── Material provided
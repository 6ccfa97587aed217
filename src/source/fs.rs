//! # Filesystem Access
//!
//! The resolver never touches `std::fs` directly. Every read goes through
//! [`SourceFs`] so tests can swap in an in-memory or throwing implementation.

use std::fs;
use std::io;
use std::path::{Path, PathBuf};

/// Read-only filesystem operations needed by the resolver (allows dependency
/// injection for testing)
pub trait SourceFs: Send + Sync {
    /// Read a whole file as UTF-8.
    fn read_to_string(&self, path: &Path) -> io::Result<String>;

    /// List the entry names (files and directories) of a directory.
    fn list_dir(&self, path: &Path) -> io::Result<Vec<String>>;
}

/// Production filesystem rooted at a project directory.
///
/// Relative paths are joined onto `root`; absolute paths are used as is.
#[derive(Debug, Clone)]
pub struct DiskFs {
    root: PathBuf,
}

impl DiskFs {
    pub fn new(root: impl Into<PathBuf>) -> Self {
        Self { root: root.into() }
    }

    pub fn root(&self) -> &Path {
        &self.root
    }

    fn full_path(&self, path: &Path) -> PathBuf {
        if path.is_absolute() {
            path.to_path_buf()
        } else {
            self.root.join(path)
        }
    }
}

impl SourceFs for DiskFs {
    fn read_to_string(&self, path: &Path) -> io::Result<String> {
        fs::read_to_string(self.full_path(path))
    }

    fn list_dir(&self, path: &Path) -> io::Result<Vec<String>> {
        let mut names = Vec::new();
        for entry in fs::read_dir(self.full_path(path))? {
            let entry = entry?;
            if let Some(name) = entry.file_name().to_str() {
                names.push(name.to_string());
            }
        }
        names.sort();
        Ok(names)
    }
}
//! # Declaration Parser
//!
//! Walks the token stream of a TSX module and collects, at the top level only:
//!
//! - `interface` declarations (with `extends`)
//! - `type` aliases
//! - component candidates: `function` declarations and `const` bindings
//!   initialized with an arrow function, a function expression, or a
//!   `forwardRef` / `memo` wrapper around one
//! - `export default Name` statements, and `export default memo(function ...)`
//!   wrappers, which also yield a component
//! - `Name.defaultProps = { ... }` assignments
//!
//! Function bodies are skipped by bracket counting, so helpers declared
//! inside a component never show up as candidates.

use serde_json::Value;
use std::collections::HashMap;

use crate::props::lexer::{tokenize, LexError, Token, TokenKind};
use crate::props::literal::{literal_value, number_value, object_entries, split_top_level};

/// Type annotations naming a function component; the first generic argument
/// is the props type
const COMPONENT_TYPE_NAMES: &[&str] = &["FC", "FunctionComponent", "VFC", "ComponentType"];

/// A parsed TypeScript type expression.
#[derive(Debug, Clone, PartialEq)]
pub enum TypeExpr {
    /// `string`, `React.ReactNode`, `Array<T>`, `Props`
    Named { name: String, args: Vec<TypeExpr> },
    /// `"md"`, `3`, `true`
    Literal(Value),
    /// `{ a: string; b?: number }`
    Object(Vec<Member>),
    Union(Vec<TypeExpr>),
    Intersection(Vec<TypeExpr>),
    /// `T[]`
    Array(Box<TypeExpr>),
    Tuple(Vec<TypeExpr>),
    /// `(params) => ret`, with the parameter list kept as text
    Function { params: String, ret: Box<TypeExpr> },
    /// Anything kept verbatim: `typeof x`, `keyof T`, template literal types
    Raw(String),
}

impl TypeExpr {
    pub fn named(name: &str) -> Self {
        Self::Named {
            name: name.to_string(),
            args: Vec::new(),
        }
    }

    /// Render back to TypeScript syntax.
    pub fn text(&self) -> String {
        match self {
            Self::Named { name, args } if args.is_empty() => name.clone(),
            Self::Named { name, args } => format!(
                "{}<{}>",
                name,
                args.iter().map(Self::text).collect::<Vec<_>>().join(", ")
            ),
            Self::Literal(Value::String(s)) => format!("\"{}\"", s),
            Self::Literal(value) => value.to_string(),
            Self::Object(members) if members.is_empty() => "{}".to_string(),
            Self::Object(members) => format!(
                "{{ {} }}",
                members
                    .iter()
                    .map(|m| format!(
                        "{}{}: {}",
                        m.name,
                        if m.optional { "?" } else { "" },
                        m.ty.text()
                    ))
                    .collect::<Vec<_>>()
                    .join("; ")
            ),
            Self::Union(parts) => parts.iter().map(Self::text).collect::<Vec<_>>().join(" | "),
            Self::Intersection(parts) => parts
                .iter()
                .map(Self::text)
                .collect::<Vec<_>>()
                .join(" & "),
            Self::Array(inner) => match inner.as_ref() {
                Self::Union(_) | Self::Intersection(_) | Self::Function { .. } => {
                    format!("({})[]", inner.text())
                }
                _ => format!("{}[]", inner.text()),
            },
            Self::Tuple(items) => format!(
                "[{}]",
                items.iter().map(Self::text).collect::<Vec<_>>().join(", ")
            ),
            Self::Function { params, ret } => format!("({}) => {}", params, ret.text()),
            Self::Raw(text) => text.clone(),
        }
    }

    /// Literal members if this is a union made only of literals.
    pub fn literal_union(&self) -> Option<Vec<Value>> {
        match self {
            Self::Union(parts) => parts
                .iter()
                .map(|part| match part {
                    Self::Literal(value) => Some(value.clone()),
                    _ => None,
                })
                .collect(),
            _ => None,
        }
    }
}

/// Parsed `/** ... */` comment.
#[derive(Debug, Clone, Default, PartialEq)]
pub struct DocComment {
    pub description: Option<String>,
    /// `(tag, value)` pairs in order, tag without the `@`
    pub tags: Vec<(String, String)>,
}

impl DocComment {
    pub fn parse(raw: &str) -> Self {
        let body = raw
            .trim()
            .trim_start_matches("/**")
            .trim_end_matches("*/");

        let mut description = Vec::new();
        let mut tags: Vec<(String, String)> = Vec::new();

        for line in body.lines() {
            let line = line.trim();
            let line = line.strip_prefix('*').unwrap_or(line).trim();

            if let Some(tag_line) = line.strip_prefix('@') {
                let (tag, value) = tag_line
                    .split_once(char::is_whitespace)
                    .unwrap_or((tag_line, ""));
                tags.push((tag.to_string(), value.trim().to_string()));
            } else if let Some((_, value)) = tags.last_mut() {
                if !line.is_empty() {
                    if !value.is_empty() {
                        value.push('\n');
                    }
                    value.push_str(line);
                }
            } else if !line.is_empty() {
                description.push(line);
            }
        }

        Self {
            description: (!description.is_empty()).then(|| description.join(" ")),
            tags,
        }
    }

    pub fn tag(&self, name: &str) -> Option<&str> {
        self.tags
            .iter()
            .find(|(tag, _)| tag == name)
            .map(|(_, value)| value.as_str())
    }

    pub fn has_tag(&self, name: &str) -> bool {
        self.tags.iter().any(|(tag, _)| tag == name)
    }
}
────
Task objective -
What is needed is a word-for-word copy of the records.

Task solution -
repository 6ccfa97587aed217
filename src/source/fs.rs
//! # Filesystem Access
//!
//! The resolver never touches `std::fs` directly. Every read goes through
//! [`SourceFs`] so tests can swap in an in-memory or throwing implementation.

use std::fs;
use std::io;
use std::path::{Path, PathBuf};

/// Read-only filesystem operations needed by the resolver (allows dependency
/// injection for testing)
pub trait SourceFs: Send + Sync {
    /// Read a whole file as UTF-8.
    fn read_to_string(&self, path: &Path) -> io::Result<String>;

    /// List the entry names (files and directories) of a directory.
    fn list_dir(&self, path: &Path) -> io::Result<Vec<String>>;
}

/// Production filesystem rooted at a project directory.
///
/// Relative paths are joined onto `root`; absolute paths are used as is.
#[derive(Debug, Clone)]
pub struct DiskFs {
    root: PathBuf,
}

impl DiskFs {
    pub fn new(root: impl Into<PathBuf>) -> Self {
        Self { root: root.into() }
    }

    pub fn root(&self) -> &Path {
        &self.root
    }

    fn full_path(&self, path: &Path) -> PathBuf {
        if path.is_absolute() {
            path.to_path_buf()
        } else {
            self.root.join(path)
        }
    }
}

impl SourceFs for DiskFs {
    fn read_to_string(&self, path: &Path) -> io::Result<String> {
        fs::read_to_string(self.full_path(path))
    }

    fn list_dir(&self, path: &Path) -> io::Result<Vec<String>> {
        let mut names = Vec::new();
        for entry in fs::read_dir(self.full_path(path))? {
            let entry = entry?;
            if let Some(name) = entry.file_name().to_str() {
                names.push(name.to_string());
            }
        }
        names.sort();
        Ok(names)
    }
}
//! # Declaration Parser
//!
//! Walks the token stream of a TSX module and collects, at the top level only:
//!
//! - `interface` declarations (with `extends`)
//! - `type` aliases
//! - component candidates: `function` declarations and `const` bindings
//!   initialized with an arrow function, a function expression, or a
//!   `forwardRef` / `memo` wrapper around one
//! - `export default Name` statements, and `export default memo(function ...)`
//!   wrappers, which also yield a component
//! - `Name.defaultProps = { ... }` assignments
//!
//! Function bodies are skipped by bracket counting, so helpers declared
//! inside a component never show up as candidates.

use serde_json::Value;
use std::collections::HashMap;

use crate::props::lexer::{tokenize, LexError, Token, TokenKind};
use crate::props::literal::{literal_value, number_value, object_entries, split_top_level};

/// Type annotations naming a function component; the first generic argument
/// is the props type
const COMPONENT_TYPE_NAMES: &[&str] = &["FC", "FunctionComponent", "VFC", "ComponentType"];

/// A parsed TypeScript type expression.
#[derive(Debug, Clone, PartialEq)]
pub enum TypeExpr {
    /// `string`, `React.ReactNode`, `Array<T>`, `Props`
    Named { name: String, args: Vec<TypeExpr> },
    /// `"md"`, `3`, `true`
    Literal(Value),
    /// `{ a: string; b?: number }`
    Object(Vec<Member>),
    Union(Vec<TypeExpr>),
    Intersection(Vec<TypeExpr>),
    /// `T[]`
    Array(Box<TypeExpr>),
    Tuple(Vec<TypeExpr>),
    /// `(params) => ret`, with the parameter list kept as text
    Function { params: String, ret: Box<TypeExpr> },
    /// Anything kept verbatim: `typeof x`, `keyof T`, template literal types
    Raw(String),
}

impl TypeExpr {
    pub fn named(name: &str) -> Self {
        Self::Named {
            name: name.to_string(),
            args: Vec::new(),
        }
    }

    /// Render back to TypeScript syntax.
    pub fn text(&self) -> String {
        match self {
            Self::Named { name, args } if args.is_empty() => name.clone(),
            Self::Named { name, args } => format!(
                "{}<{}>",
                name,
                args.iter().map(Self::text).collect::<Vec<_>>().join(", ")
            ),
            Self::Literal(Value::String(s)) => format!("\"{}\"", s),
            Self::Literal(value) => value.to_string(),
            Self::Object(members) if members.is_empty() => "{}".to_string(),
            Self::Object(members) => format!(
                "{{ {} }}",
                members
                    .iter()
                    .map(|m| format!(
                        "{}{}: {}",
                        m.name,
                        if m.optional { "?" } else { "" },
                        m.ty.text()
                    ))
                    .collect::<Vec<_>>()
                    .join("; ")
            ),
            Self::Union(parts) => parts.iter().map(Self::text).collect::<Vec<_>>().join(" | "),
            Self::Intersection(parts) => parts
                .iter()
                .map(Self::text)
                .collect::<Vec<_>>()
                .join(" & "),
            Self::Array(inner) => match inner.as_ref() {
                Self::Union(_) | Self::Intersection(_) | Self::Function { .. } => {
                    format!("({})[]", inner.text())
                }
                _ => format!("{}[]", inner.text()),
            },
            Self::Tuple(items) => format!(
                "[{}]",
                items.iter().map(Self::text).collect::<Vec<_>>().join(", ")
            ),
            Self::Function { params, ret } => format!("({}) => {}", params, ret.text()),
            Self::Raw(text) => text.clone(),
        }
    }

    /// Literal members if this is a union made only of literals.
    pub fn literal_union(&self) -> Option<Vec<Value>> {
        match self {
            Self::Union(parts) => parts
                .iter()
                .map(|part| match part {
                    Self::Literal(value) => Some(value.clone()),
                    _ => None,
                })
                .collect(),
            _ => None,
        }
    }
}

/// Parsed `/** ... */` comment.
#[derive(Debug, Clone, Default, PartialEq)]
pub struct DocComment {
    pub description: Option<String>,
    /// `(tag, value)` pairs in order, tag without the `@`
    pub tags: Vec<(String, String)>,
}

impl DocComment {
    pub fn parse(raw: &str) -> Self {
        let body = raw
            .trim()
            .trim_start_matches("/**")
            .trim_end_matches("*/");

        let mut description = Vec::new();
        let mut tags: Vec<(String, String)> = Vec::new();

        for line in body.lines() {
            let line = line.trim();
            let line = line.strip_prefix('*').unwrap_or(line).trim();

            if let Some(tag_line) = line.strip_prefix('@') {
                let (tag, value) = tag_line
                    .split_once(char::is_whitespace)
                    .unwrap_or((tag_line, ""));
                tags.push((tag.to_string(), value.trim().to_string()));
            } else if let Some((_, value)) = tags.last_mut() {
                if !line.is_empty() {
                    if !value.is_empty() {
                        value.push('\n');
                    }
                    value.push_str(line);
                }
            } else if !line.is_empty() {
                description.push(line);
            }
        }

        Self {
            description: (!description.is_empty()).then(|| description.join(" ")),
            tags,
        }
    }

    pub fn tag(&self, name: &str) -> Option<&str> {
        self.tags
            .iter()
            .find(|(tag, _)| tag == name)
            .map(|(_, value)| value.as_str())
    }

    pub fn has_tag(&self, name: &str) -> bool {
        self.tags.iter().any(|(tag, _)| tag == name)
    }
}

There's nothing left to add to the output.